**Action item:**
Transcribe the data below verbatim from the line with "pub async fn sign_in(&self, email: &str, password: &str)" to the line with "its (empty) vault.". Include both of those lines.

BEGIN Data to use

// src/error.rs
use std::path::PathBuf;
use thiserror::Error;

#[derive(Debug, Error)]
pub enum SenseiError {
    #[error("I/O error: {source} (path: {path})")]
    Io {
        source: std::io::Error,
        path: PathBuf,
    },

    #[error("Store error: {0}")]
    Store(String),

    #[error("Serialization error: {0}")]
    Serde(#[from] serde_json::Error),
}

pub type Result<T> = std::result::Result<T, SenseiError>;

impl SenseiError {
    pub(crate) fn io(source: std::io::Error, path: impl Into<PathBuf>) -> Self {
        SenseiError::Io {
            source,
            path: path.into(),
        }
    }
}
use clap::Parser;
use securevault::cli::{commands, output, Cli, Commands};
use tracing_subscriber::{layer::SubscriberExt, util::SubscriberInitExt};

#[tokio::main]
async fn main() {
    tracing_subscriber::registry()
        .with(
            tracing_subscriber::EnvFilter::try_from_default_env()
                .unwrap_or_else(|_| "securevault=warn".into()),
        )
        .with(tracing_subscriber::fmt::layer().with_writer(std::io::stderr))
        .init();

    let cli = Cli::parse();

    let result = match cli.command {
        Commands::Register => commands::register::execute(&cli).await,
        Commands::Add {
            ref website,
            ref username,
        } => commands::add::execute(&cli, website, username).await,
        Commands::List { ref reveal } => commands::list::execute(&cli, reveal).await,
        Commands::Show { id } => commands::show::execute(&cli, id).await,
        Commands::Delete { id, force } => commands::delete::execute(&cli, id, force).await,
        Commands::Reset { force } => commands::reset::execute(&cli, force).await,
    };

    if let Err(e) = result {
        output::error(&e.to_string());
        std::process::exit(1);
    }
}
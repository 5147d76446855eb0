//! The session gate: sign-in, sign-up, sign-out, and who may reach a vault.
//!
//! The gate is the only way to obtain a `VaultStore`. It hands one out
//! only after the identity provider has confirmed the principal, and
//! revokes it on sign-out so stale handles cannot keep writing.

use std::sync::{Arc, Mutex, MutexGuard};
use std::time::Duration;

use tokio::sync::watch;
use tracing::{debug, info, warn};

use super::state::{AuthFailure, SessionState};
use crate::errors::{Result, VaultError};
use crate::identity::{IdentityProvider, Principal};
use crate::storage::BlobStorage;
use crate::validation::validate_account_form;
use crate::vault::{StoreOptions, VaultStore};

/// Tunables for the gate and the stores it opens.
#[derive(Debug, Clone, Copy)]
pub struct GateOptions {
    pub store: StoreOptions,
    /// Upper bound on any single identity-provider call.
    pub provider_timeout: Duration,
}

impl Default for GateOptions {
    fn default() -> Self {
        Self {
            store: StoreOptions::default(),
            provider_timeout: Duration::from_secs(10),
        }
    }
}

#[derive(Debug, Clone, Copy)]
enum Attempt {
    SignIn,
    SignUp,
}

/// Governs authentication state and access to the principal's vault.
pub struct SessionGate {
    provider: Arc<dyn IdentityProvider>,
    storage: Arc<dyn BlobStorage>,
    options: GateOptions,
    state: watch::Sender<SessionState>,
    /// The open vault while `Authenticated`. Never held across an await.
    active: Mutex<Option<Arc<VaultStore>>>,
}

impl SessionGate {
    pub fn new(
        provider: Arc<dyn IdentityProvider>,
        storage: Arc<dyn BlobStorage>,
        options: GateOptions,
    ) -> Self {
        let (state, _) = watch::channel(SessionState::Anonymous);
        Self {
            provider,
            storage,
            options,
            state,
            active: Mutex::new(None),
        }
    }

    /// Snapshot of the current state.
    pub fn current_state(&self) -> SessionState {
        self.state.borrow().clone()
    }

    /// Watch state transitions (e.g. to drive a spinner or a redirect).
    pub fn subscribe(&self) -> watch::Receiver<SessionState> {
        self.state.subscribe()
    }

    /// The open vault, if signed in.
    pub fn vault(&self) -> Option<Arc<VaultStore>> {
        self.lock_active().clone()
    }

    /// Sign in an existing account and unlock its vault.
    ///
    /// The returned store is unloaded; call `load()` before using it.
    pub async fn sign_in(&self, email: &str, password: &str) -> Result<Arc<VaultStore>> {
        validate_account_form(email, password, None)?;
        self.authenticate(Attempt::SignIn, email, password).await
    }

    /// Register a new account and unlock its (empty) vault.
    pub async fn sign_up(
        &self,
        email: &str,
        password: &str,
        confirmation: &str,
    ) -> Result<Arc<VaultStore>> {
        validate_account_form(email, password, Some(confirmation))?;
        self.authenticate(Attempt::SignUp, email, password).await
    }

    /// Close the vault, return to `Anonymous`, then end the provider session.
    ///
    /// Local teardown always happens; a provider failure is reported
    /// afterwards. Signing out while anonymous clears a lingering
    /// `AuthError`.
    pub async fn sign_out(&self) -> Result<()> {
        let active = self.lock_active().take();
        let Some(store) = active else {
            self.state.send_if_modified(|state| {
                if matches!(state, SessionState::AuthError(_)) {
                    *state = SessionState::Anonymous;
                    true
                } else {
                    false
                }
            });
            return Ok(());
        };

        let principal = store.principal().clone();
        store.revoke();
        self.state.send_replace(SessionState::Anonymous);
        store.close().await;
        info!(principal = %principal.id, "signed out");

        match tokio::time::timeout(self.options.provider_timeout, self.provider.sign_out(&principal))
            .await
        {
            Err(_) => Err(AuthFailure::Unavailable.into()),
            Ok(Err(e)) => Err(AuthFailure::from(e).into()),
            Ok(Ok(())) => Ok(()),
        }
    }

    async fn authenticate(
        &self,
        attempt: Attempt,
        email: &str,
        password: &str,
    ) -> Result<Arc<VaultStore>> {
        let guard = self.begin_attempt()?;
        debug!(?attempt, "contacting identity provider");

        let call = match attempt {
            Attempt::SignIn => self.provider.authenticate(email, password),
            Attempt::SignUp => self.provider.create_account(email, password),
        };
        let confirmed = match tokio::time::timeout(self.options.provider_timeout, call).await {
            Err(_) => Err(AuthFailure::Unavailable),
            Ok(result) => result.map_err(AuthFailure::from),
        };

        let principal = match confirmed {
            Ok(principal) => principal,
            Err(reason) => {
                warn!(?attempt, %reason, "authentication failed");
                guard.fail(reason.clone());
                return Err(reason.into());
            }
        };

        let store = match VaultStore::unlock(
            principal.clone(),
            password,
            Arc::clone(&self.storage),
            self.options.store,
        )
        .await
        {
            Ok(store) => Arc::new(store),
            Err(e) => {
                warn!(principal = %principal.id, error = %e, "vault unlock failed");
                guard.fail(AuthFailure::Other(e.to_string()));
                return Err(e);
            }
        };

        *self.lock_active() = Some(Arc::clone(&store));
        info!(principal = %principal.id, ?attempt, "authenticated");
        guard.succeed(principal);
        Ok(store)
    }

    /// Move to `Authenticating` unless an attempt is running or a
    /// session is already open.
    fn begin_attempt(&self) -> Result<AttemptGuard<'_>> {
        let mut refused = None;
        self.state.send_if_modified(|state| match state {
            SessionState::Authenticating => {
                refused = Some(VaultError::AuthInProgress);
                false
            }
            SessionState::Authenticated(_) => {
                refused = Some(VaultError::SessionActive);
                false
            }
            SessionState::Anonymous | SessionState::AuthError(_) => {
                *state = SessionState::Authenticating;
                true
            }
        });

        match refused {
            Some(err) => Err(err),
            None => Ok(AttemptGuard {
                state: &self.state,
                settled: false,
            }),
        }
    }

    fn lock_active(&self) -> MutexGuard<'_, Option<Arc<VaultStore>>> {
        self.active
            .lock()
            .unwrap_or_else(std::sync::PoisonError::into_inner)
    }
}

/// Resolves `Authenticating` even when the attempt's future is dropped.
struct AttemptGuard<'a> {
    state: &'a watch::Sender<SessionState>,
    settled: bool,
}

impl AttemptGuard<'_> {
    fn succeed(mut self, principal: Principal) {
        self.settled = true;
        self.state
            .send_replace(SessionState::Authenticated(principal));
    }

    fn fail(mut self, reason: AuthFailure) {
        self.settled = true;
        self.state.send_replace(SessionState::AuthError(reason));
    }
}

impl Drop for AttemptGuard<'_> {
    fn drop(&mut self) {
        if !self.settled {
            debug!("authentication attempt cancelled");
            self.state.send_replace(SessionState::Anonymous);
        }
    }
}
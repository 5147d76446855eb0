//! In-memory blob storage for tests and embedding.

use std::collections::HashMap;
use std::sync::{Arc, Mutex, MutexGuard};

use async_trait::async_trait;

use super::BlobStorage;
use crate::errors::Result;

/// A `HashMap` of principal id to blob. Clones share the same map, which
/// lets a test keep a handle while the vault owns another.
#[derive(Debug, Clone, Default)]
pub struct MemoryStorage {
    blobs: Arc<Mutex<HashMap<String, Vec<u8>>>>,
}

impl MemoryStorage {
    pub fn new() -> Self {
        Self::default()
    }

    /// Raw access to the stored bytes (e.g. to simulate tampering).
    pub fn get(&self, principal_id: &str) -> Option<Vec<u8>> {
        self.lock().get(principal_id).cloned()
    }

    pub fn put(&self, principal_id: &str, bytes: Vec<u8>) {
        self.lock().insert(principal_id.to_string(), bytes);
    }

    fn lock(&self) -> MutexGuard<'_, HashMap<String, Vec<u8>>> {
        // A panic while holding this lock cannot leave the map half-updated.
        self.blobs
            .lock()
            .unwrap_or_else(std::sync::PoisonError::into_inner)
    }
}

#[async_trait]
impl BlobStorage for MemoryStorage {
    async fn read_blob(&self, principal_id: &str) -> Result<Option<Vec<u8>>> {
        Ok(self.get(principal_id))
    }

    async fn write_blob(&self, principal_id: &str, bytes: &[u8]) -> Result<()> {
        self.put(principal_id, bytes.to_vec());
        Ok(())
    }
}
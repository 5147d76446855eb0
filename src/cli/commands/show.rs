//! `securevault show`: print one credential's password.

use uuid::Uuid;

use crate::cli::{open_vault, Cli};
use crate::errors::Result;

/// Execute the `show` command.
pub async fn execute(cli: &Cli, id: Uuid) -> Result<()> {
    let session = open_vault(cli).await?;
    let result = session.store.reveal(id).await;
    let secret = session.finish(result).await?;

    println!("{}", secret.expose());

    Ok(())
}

END Data to use

**Solved problem:**
    pub async fn sign_in(&self, email: &str, password: &str) -> Result<Arc<VaultStore>> {
        validate_account_form(email, password, None)?;
        self.authenticate(Attempt::SignIn, email, password).await
    }

    /// Register a new account and unlock its (empty) vault.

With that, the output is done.